PSEG Power’s plans to build a 450-megawatt natural-gas-fired power plant in Bridgeport, CT, have been put on hold.
The subsidiary of Newark-based Public Service Enterprise Group failed to win approval from the operator of the New England power grid during an auction this week to qualify for payments that would make the project economically feasible.
The company sought to build the plant to provide the necessary capacity to help ensure the power grid there had enough juice to supply customers — a recurring concern in the region.
If it had cleared the auction, it would have been entitled to capacity payments above and beyond the electricity produced by the new plant, which would have been located next to an existing coal-fired plant in the Connecticut city.
Without the so-called capacity payments, independent power generators such as PSEG Power are hesitant to build new plants because they afford a lucrative stream of revenue that makes the project more profitable.
PSEG Power expressed disappointment that its bid to win capacity payments failed to clear the auction — energy jargon for qualifying for the money paid out — but vowed to press forward with the project.
“We are a disciplined investor and submitted a bid that we felt was prudent,’’ according to a statement by the company.
“”We continue to believe that a state-of-the-art clean combined-cycle plant in Bridgeport would bring many benefits –jobs, tax revenue for Bridgeport, and reliable, clean energy for the region.’’
In addition, the company said the “work we did — and continue to do — in developing the plant and partnering with the community will allow us to be ready when and if the markets indicate support for the investment in future.’’
Paul Patterson, an energy analyst, said the statement indicates that “at the right price,’’ Public Service is willing to invest in additional generation, a strategy that has taken less of a priority in recent years than the company’s capital investments in its poles and wires business.
PSEG Power has been wary of building new power plants without full confidence the projects will be profitable. In 2012, the company considered building a new gas-fired plant in Seawaren, NJ, but backed off because of a controversial program that the state adopted giving subsidies to some plants to help them get built.
Last fall, Ralph Izzo, the chairman, chief executive, and president of PSEG, told analysts on an earnings call, the company was considering building the new plant at its Bridgeport Harbor facility. The plant could have cost up to $600 million. The company would have retained an existing coal-fired plant at the location.

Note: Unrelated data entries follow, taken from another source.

use std::fs::OpenOptions;

use thermalprinter::config::PrinterConfig;
use thermalprinter::printer::{Error, Printer};
use thermalprinter::text::{Justification, Style};

fn main() -> Result<(), Error> {
    let device_file = OpenOptions::new().write(true).open("/dev/usb/lp0")?;

    // USB class printers buffer on their own
    let config = PrinterConfig::default().byte_delay(std::time::Duration::ZERO);
    let mut printer = Printer::new(device_file, config)?;

    printer
        .chain_justify("c")?
        .chain_print_text("Underlined Text", Justification::Center, Style::Underline, None)?
        .chain_linefeed()?
        .chain_print_text("Inverse", Justification::Left, Style::Inverse, None)?
        .chain_feed(3)?
        .flush()
}
extern crate tempfile;

extern crate thermalprinter;

use std::io::{Read, Seek, SeekFrom};
use std::num::NonZeroUsize;
use std::time::Duration;

use thermalprinter::barcode::{BarcodeSymbology, TextPosition};
use thermalprinter::config::PrinterConfig;
use thermalprinter::printer::Printer;
use thermalprinter::text::{Justification, Style};

fn init_logger() {
    let _ = env_logger::builder().is_test(true).try_init();
}

fn config() -> PrinterConfig {
    PrinterConfig::default().byte_delay(Duration::ZERO)
}

#[test]
fn simple() {
    init_logger();

    let mut printer = Printer::new(Vec::new(), config()).unwrap();

    let _ = printer
        .chain_justify('c')
        .unwrap()
        .chain_underline(true)
        .unwrap()
        .chain_print("EAN13")
        .unwrap()
        .chain_underline(false)
        .unwrap()
        .chain_feed(1)
        .unwrap()
        .chain_barcode(
            "01234567890",
            BarcodeSymbology::EAN13,
            13,
            TextPosition::Below,
        )
        .unwrap()
        .chain_feed(3)
        .unwrap();

    let mut expected = vec![27, 64, 27, 55, 7, 80, 2, 18, 35, 0xff];
    expected.extend_from_slice(&[27, 97, 1, 27, 45, 1]);
    expected.extend_from_slice(&[27, 97, 0]);
    expected.extend_from_slice(b"EAN13");
    expected.extend_from_slice(&[27, 45, 0, 10]);
    expected.extend_from_slice(&[29, 72, b'2', 29, 107, 67, 13]);
    expected.extend_from_slice(b"01234567890");
    expected.extend_from_slice(&[10, 10, 10]);
    assert_eq!(printer.into_inner(), expected);
}

#[test]
fn init_parameters_at_fixed_offsets() {
    init_logger();

    for (dots, heat, interval) in [(0, 3, 0), (7, 80, 2), (20, 255, 250), (255, 128, 255)] {
        let config = config()
            .heating_dots(dots)
            .heat_time(heat)
            .heat_interval(interval)
            .print_density(10, 2);
        let bytes = Printer::new(Vec::new(), config).unwrap().into_inner();
        assert_eq!(bytes.len(), 10);
        assert_eq!(&bytes[..4], &[27, 64, 27, 55]);
        assert_eq!(bytes[4], dots);
        assert_eq!(bytes[5], heat);
        assert_eq!(bytes[6], interval);
        assert_eq!(&bytes[7..9], &[18, 35]);
        assert_eq!(bytes[9] >> 4, 10);
        assert_eq!(bytes[9] & 0x0f, 2);
    }
}

#[test]
fn wrapped_text_breaks_after_each_full_line() {
    init_logger();

    let mut printer = Printer::new(Vec::new(), config()).unwrap();
    printer.get_mut().clear();
    printer
        .print_text("hello world", Justification::Left, Style::Normal, NonZeroUsize::new(5))
        .unwrap();

    // "hello ", "\n", "world"
    let mut expected = vec![27, 97, 0];
    expected.extend_from_slice(b"hello \nworld");
    assert_eq!(printer.into_inner(), expected);
}

#[test]
fn wrapped_text_ignores_existing_line_breaks() {
    init_logger();

    let mut printer = Printer::new(Vec::new(), config()).unwrap();
    printer.get_mut().clear();
    printer
        .print_text(
            "ab\ncdefgh",
            Justification::from("l"),
            Style::Inverse,
            NonZeroUsize::new(3),
        )
        .unwrap();

    let mut expected = vec![27, 97, 0, 29, 66, 1];
    expected.extend_from_slice(b"ab\nc\ndefg\nh");
    expected.extend_from_slice(&[29, 66, 0]);
    assert_eq!(printer.into_inner(), expected);
}

#[test]
fn latin1_codec() {
    init_logger();

    let config = config().codec(
        encoding::all::ISO_8859_1,
        encoding::types::EncoderTrap::Replace,
    );
    let mut printer = Printer::new(Vec::new(), config).unwrap();
    printer.get_mut().clear();
    printer.print("Grüße €").unwrap();

    let mut expected = vec![27, 97, 0];
    expected.extend_from_slice(&[b'G', b'r', 0xfc, 0xdf, b'e', b' ', b'?']);
    assert_eq!(printer.into_inner(), expected);
}

#[test]
fn device_file() {
    init_logger();

    let file = tempfile::tempfile().unwrap();
    let mut printer = Printer::new(file, config()).unwrap();
    printer
        .chain_reset()
        .unwrap()
        .chain_println("receipt")
        .unwrap()
        .flush()
        .unwrap();

    let mut file = printer.into_inner();
    file.seek(SeekFrom::Start(0)).unwrap();
    let mut bytes = Vec::new();
    file.read_to_end(&mut bytes).unwrap();

    let mut expected = vec![27, 64, 27, 55, 7, 80, 2, 18, 35, 0xff, 27, 64, 27, 97, 0];
    expected.extend_from_slice(b"receipt\n");
    assert_eq!(bytes, expected);
}
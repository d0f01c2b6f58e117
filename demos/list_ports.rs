use thermalprinter::printer::Error;

/// Prints the serial ports found on this machine, to help you find the one
/// your printer is connected to
///
/// Alternatively you can use `ls /dev/tty*` or `dmesg`
fn main() -> Result<(), Error> {
    let ports = thermalprinter::serial::list_ports().map_err(|e| {
        eprintln!("Unable to enumerate serial ports: {}", e);
        e
    })?;
    if ports.is_empty() {
        println!("No serial ports found");
    }
    for port in ports {
        println!("{}", port);
    }
    Ok(())
}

Unlike New Jersey where capacity payments are only guaranteed for three years following an auction, in New England, projects that clear its auction have payments spread out over seven years.
High capacity payments have emerged as a controversial issue in New Jersey, driving the cost of electricity much higher than in neighboring states, totaling more than $1 billion in some years.
PSEG Power is by far the largest provider of electricity in New Jersey, with a fleet of 16 fossil-fuel plants, a few of which are in Pennsylvania and New York, as well as three nuclear generating stations in South Jersey and part ownership in another in Pennsylvania.